Supplied material:
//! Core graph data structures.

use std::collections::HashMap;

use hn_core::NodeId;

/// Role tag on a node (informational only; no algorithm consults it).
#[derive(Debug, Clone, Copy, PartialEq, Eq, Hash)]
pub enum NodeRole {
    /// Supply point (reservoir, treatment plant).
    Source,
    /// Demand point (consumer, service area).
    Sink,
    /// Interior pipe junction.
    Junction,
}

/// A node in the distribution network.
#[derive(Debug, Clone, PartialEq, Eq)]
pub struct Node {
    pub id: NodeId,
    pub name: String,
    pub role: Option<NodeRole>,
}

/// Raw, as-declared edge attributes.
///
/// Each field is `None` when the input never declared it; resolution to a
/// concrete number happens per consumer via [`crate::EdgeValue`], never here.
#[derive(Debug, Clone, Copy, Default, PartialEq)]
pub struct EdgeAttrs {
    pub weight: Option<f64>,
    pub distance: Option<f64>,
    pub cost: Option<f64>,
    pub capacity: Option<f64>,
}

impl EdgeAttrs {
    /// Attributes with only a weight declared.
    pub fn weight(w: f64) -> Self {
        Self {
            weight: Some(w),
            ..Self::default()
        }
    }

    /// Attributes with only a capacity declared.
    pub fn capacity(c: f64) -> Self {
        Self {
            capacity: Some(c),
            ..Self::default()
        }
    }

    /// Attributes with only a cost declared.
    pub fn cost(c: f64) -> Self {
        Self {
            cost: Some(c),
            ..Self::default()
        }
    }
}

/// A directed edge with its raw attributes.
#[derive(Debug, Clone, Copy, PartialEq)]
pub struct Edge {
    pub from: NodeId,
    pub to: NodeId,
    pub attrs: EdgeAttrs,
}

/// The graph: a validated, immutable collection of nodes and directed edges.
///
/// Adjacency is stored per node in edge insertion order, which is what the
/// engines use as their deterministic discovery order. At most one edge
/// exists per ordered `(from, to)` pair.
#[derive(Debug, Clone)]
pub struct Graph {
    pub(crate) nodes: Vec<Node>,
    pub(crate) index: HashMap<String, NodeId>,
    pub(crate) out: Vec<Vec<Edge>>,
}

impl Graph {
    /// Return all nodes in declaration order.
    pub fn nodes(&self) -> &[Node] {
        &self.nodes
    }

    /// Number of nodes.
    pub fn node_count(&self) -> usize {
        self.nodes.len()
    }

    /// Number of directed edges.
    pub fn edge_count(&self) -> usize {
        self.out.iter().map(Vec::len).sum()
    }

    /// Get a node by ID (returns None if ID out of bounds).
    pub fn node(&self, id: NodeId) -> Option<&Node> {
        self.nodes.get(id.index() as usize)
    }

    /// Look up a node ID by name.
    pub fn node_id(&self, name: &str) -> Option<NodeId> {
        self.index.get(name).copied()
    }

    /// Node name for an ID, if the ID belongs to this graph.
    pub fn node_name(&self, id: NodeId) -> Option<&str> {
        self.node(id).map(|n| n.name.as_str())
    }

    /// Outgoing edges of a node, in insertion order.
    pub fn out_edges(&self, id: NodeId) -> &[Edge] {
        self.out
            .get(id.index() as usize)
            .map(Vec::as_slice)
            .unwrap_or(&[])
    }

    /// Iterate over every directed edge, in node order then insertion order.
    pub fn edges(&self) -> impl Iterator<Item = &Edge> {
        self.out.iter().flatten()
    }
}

Directions for this task:
Each record above has to be set down again, word for word.

Answer to the exercise:
//! Core graph data structures.

use std::collections::HashMap;

use hn_core::NodeId;

/// Role tag on a node (informational only; no algorithm consults it).
#[derive(Debug, Clone, Copy, PartialEq, Eq, Hash)]
pub enum NodeRole {
    /// Supply point (reservoir, treatment plant).
    Source,
    /// Demand point (consumer, service area).
    Sink,
    /// Interior pipe junction.
    Junction,
}

/// A node in the distribution network.
#[derive(Debug, Clone, PartialEq, Eq)]
pub struct Node {
    pub id: NodeId,
    pub name: String,
    pub role: Option<NodeRole>,
}

/// Raw, as-declared edge attributes.
///
/// Each field is `None` when the input never declared it; resolution to a
/// concrete number happens per consumer via [`crate::EdgeValue`], never here.
#[derive(Debug, Clone, Copy, Default, PartialEq)]
pub struct EdgeAttrs {
    pub weight: Option<f64>,
    pub distance: Option<f64>,
    pub cost: Option<f64>,
    pub capacity: Option<f64>,
}

impl EdgeAttrs {
    /// Attributes with only a weight declared.
    pub fn weight(w: f64) -> Self {
        Self {
            weight: Some(w),
            ..Self::default()
        }
    }

    /// Attributes with only a capacity declared.
    pub fn capacity(c: f64) -> Self {
        Self {
            capacity: Some(c),
            ..Self::default()
        }
    }

    /// Attributes with only a cost declared.
    pub fn cost(c: f64) -> Self {
        Self {
            cost: Some(c),
            ..Self::default()
        }
    }
}

/// A directed edge with its raw attributes.
#[derive(Debug, Clone, Copy, PartialEq)]
pub struct Edge {
    pub from: NodeId,
    pub to: NodeId,
    pub attrs: EdgeAttrs,
}

/// The graph: a validated, immutable collection of nodes and directed edges.
///
/// Adjacency is stored per node in edge insertion order, which is what the
/// engines use as their deterministic discovery order. At most one edge
/// exists per ordered `(from, to)` pair.
#[derive(Debug, Clone)]
pub struct Graph {
    pub(crate) nodes: Vec<Node>,
    pub(crate) index: HashMap<String, NodeId>,
    pub(crate) out: Vec<Vec<Edge>>,
}

impl Graph {
    /// Return all nodes in declaration order.
    pub fn nodes(&self) -> &[Node] {
        &self.nodes
    }

    /// Number of nodes.
    pub fn node_count(&self) -> usize {
        self.nodes.len()
    }

    /// Number of directed edges.
    pub fn edge_count(&self) -> usize {
        self.out.iter().map(Vec::len).sum()
    }

    /// Get a node by ID (returns None if ID out of bounds).
    pub fn node(&self, id: NodeId) -> Option<&Node> {
        self.nodes.get(id.index() as usize)
    }

    /// Look up a node ID by name.
    pub fn node_id(&self, name: &str) -> Option<NodeId> {
        self.index.get(name).copied()
    }

    /// Node name for an ID, if the ID belongs to this graph.
    pub fn node_name(&self, id: NodeId) -> Option<&str> {
        self.node(id).map(|n| n.name.as_str())
    }

    /// Outgoing edges of a node, in insertion order.
    pub fn out_edges(&self, id: NodeId) -> &[Edge] {
        self.out
            .get(id.index() as usize)
            .map(Vec::as_slice)
            .unwrap_or(&[])
    }

    /// Iterate over every directed edge, in node order then insertion order.
    pub fn edges(&self) -> impl Iterator<Item = &Edge> {
        self.out.iter().flatten()
    }
}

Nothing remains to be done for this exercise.